**WORK TO BE COMPLETED**
Could you transcribe all of the data word for word?

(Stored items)
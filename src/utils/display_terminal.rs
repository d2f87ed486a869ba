//! 터미널 출력 포맷팅
//!
//! 서버 시작 시 설정 요약을 박스 형태로 출력합니다. 로그와 별개로 항상 표준 출력에 찍힙니다.

/// 고정 너비 박스 제목
pub fn print_boxed_title(title: &str) {
    // 고정 너비 50칸 사용 (박스 내부 콘텐츠)
    let content_width = 50;
    let border = "═".repeat(content_width);

    println!("╔{}╗", border);
    println!("║{:^49}║", title);  // ^49로 49칸 중앙 정렬
    println!("╚{}╝", border);
}

pub fn summary_line(label: &str, value: &str) -> String {
    format!("   ├─ {}: {}", label, value)
}

/// 서버 시작 요약
pub fn print_startup_summary(bind_address: &str, database_name: &str, workers: usize) {
    println!();
    print_boxed_title("🚀 USER SIGNUP SERVICE");
    println!("{}", summary_line("Listening", &format!("http://{}", bind_address)));
    println!("{}", summary_line("Database", database_name));
    println!("{}", summary_line("Workers", &workers.to_string()));
    println!();
}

**OUTPUT OF THE EXERCISE**
filename src/utils/display_terminal.rs
repository d2f87ed486a869ba
//! 터미널 출력 포맷팅
//!
//! 서버 시작 시 설정 요약을 박스 형태로 출력합니다. 로그와 별개로 항상 표준 출력에 찍힙니다.

/// 고정 너비 박스 제목
pub fn print_boxed_title(title: &str) {
    // 고정 너비 50칸 사용 (박스 내부 콘텐츠)
    let content_width = 50;
    let border = "═".repeat(content_width);

    println!("╔{}╗", border);
    println!("║{:^49}║", title);  // ^49로 49칸 중앙 정렬
    println!("╚{}╝", border);
}

pub fn summary_line(label: &str, value: &str) -> String {
    format!("   ├─ {}: {}", label, value)
}

/// 서버 시작 요약
pub fn print_startup_summary(bind_address: &str, database_name: &str, workers: usize) {
    println!();
    print_boxed_title("🚀 USER SIGNUP SERVICE");
    println!("{}", summary_line("Listening", &format!("http://{}", bind_address)));
    println!("{}", summary_line("Database", database_name));
    println!("{}", summary_line("Workers", &workers.to_string()));
    println!();
}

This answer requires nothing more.